Here is part of a Q&A with Wharton finance professor Jeremy Siegel. Interesting discussion on the trends in the Emerging markets, the US economy and else.
Here Siegel argues that appreciation of the Indian Rupee is bad for the Indian Exporter, while good for the consumer.
But the largest plank of growth in the Indian Economy is related to exports of technology and services, and even a bit of manufacturing. If the exporters are hit, then the consumer has less money to spend.
Siegel is talking from the US perspective. A stronger rupee makes a weaker case for outsourcing, retaining jobs and services in the US. And he implies correctly, that the Indian middle class consumer who is spending the stronger rupee is going to be buying US (and Western) derived goods and services.
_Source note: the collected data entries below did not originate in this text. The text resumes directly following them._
//! Lineup submission, checking and display

use super::{find_manager, print_json};
use crate::{
    cli::SlotArgs,
    lineup::{remove_lineup, submit_lineup, validate_submission, Lineup, LineupSlots},
    standings::week_score,
    storage::LeagueDatabase,
    Result, Slot, WeekNumber,
};
use chrono::{DateTime, Utc};
use serde::Serialize;

impl From<SlotArgs> for LineupSlots {
    fn from(args: SlotArgs) -> Self {
        Self {
            qb: args.qb,
            rb: args.rb,
            wr: args.wr,
            te: args.te,
            flex: args.flex,
        }
    }
}

/// Handle `lineup submit`
pub fn handle_lineup_submit(
    db: &mut LeagueDatabase,
    manager: &str,
    week: WeekNumber,
    slots: LineupSlots,
    now: DateTime<Utc>,
) -> Result<()> {
    let manager = find_manager(db, manager)?;
    let lineup = Lineup {
        manager_id: manager.id,
        week,
        slots,
    };

    submit_lineup(db, &lineup, now)?;
    println!("✓ Lineup saved for {} (week {})", manager.name, week);
    Ok(())
}

/// Handle `lineup check`. Returns whether the lineup is valid.
pub fn handle_lineup_check(
    db: &LeagueDatabase,
    manager: &str,
    week: WeekNumber,
    slots: LineupSlots,
) -> Result<bool> {
    let manager = find_manager(db, manager)?;
    let errors = validate_submission(db, manager.id, week, &slots)?;

    if errors.is_empty() {
        println!("✓ Lineup is valid for week {}", week);
        return Ok(true);
    }
    println!("✗ Lineup is not valid for week {}:", week);
    for error in &errors {
        println!("  {}", error);
    }
    Ok(false)
}

#[derive(Debug, Serialize)]
struct SlotRow {
    slot: String,
    player: String,
    team: String,
    points: Option<f64>,
}

#[derive(Debug, Serialize)]
struct LineupView {
    manager: String,
    week: WeekNumber,
    slots: Vec<SlotRow>,
    total: f64,
}

/// Handle `lineup show`
pub fn handle_lineup_show(
    db: &LeagueDatabase,
    week: WeekNumber,
    manager: Option<&str>,
    as_json: bool,
) -> Result<()> {
    let lineups = match manager {
        Some(name) => {
            let manager = find_manager(db, name)?;
            db.get_lineup(manager.id, week)?.into_iter().collect()
        }
        None => db.get_lineups_for_week(week)?,
    };
    let managers = db.get_all_managers()?;
    let scores = db.get_scores_for_week(week)?;

    let mut views = Vec::with_capacity(lineups.len());
    for lineup in &lineups {
        let mut slots = Vec::with_capacity(Slot::ALL.len());
        for (slot, player_id) in lineup.slots.iter() {
            let player = db.get_player(player_id)?;
            let team = match &player {
                Some(p) => db.get_team(p.team_id)?.map(|t| t.short_code),
                None => None,
            };
            slots.push(SlotRow {
                slot: slot.to_string(),
                player: player.map_or_else(|| format!("#{}", player_id), |p| p.name),
                team: team.unwrap_or_default(),
                points: scores.get(&player_id).copied(),
            });
        }
        let manager = managers
            .iter()
            .find(|m| m.id == lineup.manager_id)
            .map_or_else(|| lineup.manager_id.to_string(), |m| m.name.clone());

        views.push(LineupView {
            manager,
            week,
            slots,
            total: week_score(lineup, &scores),
        });
    }

    if as_json {
        return print_json(&views);
    }
    if views.is_empty() {
        println!("No lineups for week {}", week);
        return Ok(());
    }

    for view in views {
        println!("{} (week {}): {:.2} pts", view.manager, view.week, view.total);
        for row in view.slots {
            let points = row
                .points
                .map_or_else(|| "-".to_string(), |p| format!("{:.2}", p));
            println!("  {:<5} {:<28} {:<4} {:>7}", row.slot, row.player, row.team, points);
        }
    }
    Ok(())
}

/// Handle `lineup remove`
pub fn handle_lineup_remove(
    db: &mut LeagueDatabase,
    manager: &str,
    week: WeekNumber,
    now: DateTime<Utc>,
) -> Result<()> {
    let manager = find_manager(db, manager)?;
    remove_lineup(db, manager.id, week, now)?;
    println!("✓ Lineup removed for {} (week {})", manager.name, week);
    Ok(())
}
These again help the US economy.
Knowledge@Wharton: There was a time when the India rupee was about 47 or 48 to the dollar. In recent weeks the Indian rupee has appreciated to 40 rupees to the dollar. What do you think are the implications for the global competitiveness of Indian firms?
Siegel: This is painful. It's been the strongest appreciation of the rupee in over 30 years as I look back as some of the data. Basically, they have a big cost advantage. It's just gotten a little smaller, which is good; it means that they're going to have to continue to watch costs on exports. I think that they should use this appreciation of the rupee to lower prices to consumers and to encourage the middle class.
This is because everything that they import is 10% to 15% cheaper than it was before. I think even oil has even gone down, perhaps in rupees, over the last 6 months. So, there are good things that come of it for the consumer. My feeling is that India should not move against this. The exporters have had it really good. Let's give the Indian consumer a break and continue to make sure that the exporters are going to have to stay on their toes as far as competitiveness is concerned.
See rest of the article, here.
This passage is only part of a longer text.